▶ [What to work on] Where a line of the data below has the string "impl", copy that line.

:::::

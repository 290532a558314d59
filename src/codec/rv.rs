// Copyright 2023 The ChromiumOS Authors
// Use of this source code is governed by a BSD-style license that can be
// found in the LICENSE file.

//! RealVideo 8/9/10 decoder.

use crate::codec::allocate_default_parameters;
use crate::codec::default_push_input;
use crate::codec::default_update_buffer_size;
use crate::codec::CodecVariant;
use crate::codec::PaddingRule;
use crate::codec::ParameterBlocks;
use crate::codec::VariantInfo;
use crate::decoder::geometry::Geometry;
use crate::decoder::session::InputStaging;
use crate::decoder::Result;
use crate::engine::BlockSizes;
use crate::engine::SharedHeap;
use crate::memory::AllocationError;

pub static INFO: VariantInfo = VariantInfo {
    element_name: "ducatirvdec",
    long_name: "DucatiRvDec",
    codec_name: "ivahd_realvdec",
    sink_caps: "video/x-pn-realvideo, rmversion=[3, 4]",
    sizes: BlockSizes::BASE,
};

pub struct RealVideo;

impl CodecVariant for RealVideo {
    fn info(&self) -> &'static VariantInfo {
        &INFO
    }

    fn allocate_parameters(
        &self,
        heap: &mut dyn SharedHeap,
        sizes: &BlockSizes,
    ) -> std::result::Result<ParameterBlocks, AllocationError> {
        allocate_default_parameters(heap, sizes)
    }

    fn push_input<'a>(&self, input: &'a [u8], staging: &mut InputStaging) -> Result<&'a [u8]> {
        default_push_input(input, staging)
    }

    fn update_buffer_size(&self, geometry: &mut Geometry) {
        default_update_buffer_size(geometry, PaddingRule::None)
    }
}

:::::

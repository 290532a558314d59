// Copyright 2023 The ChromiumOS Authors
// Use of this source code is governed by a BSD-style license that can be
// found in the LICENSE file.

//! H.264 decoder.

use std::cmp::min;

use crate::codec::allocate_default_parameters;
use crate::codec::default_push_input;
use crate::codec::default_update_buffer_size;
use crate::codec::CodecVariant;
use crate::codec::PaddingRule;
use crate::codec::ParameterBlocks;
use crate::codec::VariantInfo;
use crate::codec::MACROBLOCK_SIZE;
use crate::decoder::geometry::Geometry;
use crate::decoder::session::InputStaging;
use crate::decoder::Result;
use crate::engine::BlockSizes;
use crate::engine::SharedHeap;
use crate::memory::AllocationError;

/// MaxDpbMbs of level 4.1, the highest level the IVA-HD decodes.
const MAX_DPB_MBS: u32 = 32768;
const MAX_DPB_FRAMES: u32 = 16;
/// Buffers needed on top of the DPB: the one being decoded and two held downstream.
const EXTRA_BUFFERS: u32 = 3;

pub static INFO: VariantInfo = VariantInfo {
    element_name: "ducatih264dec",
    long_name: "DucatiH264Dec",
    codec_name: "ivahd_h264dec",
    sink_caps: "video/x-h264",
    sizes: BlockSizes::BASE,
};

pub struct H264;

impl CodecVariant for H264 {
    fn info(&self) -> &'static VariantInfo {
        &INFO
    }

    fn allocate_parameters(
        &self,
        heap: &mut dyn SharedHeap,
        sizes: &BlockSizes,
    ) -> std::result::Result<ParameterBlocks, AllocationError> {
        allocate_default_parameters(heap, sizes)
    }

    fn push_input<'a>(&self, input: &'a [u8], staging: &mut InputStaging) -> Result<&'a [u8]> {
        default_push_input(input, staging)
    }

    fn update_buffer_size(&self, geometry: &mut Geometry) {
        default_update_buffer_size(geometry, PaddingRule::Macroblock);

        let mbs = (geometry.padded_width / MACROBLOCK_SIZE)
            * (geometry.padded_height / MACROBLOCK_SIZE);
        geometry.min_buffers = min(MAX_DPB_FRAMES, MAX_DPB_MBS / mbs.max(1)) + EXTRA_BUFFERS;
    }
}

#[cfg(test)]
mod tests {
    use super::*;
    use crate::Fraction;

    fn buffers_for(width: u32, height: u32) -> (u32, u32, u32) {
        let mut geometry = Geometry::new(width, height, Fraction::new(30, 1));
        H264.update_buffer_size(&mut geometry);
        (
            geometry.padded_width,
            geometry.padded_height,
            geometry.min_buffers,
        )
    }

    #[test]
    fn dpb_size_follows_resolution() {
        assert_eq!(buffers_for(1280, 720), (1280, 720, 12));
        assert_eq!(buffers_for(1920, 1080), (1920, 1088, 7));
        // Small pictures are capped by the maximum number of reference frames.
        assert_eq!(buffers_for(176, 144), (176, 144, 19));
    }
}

:::::

▶ [Result]
impl CodecVariant for RealVideo {
impl CodecVariant for H264 {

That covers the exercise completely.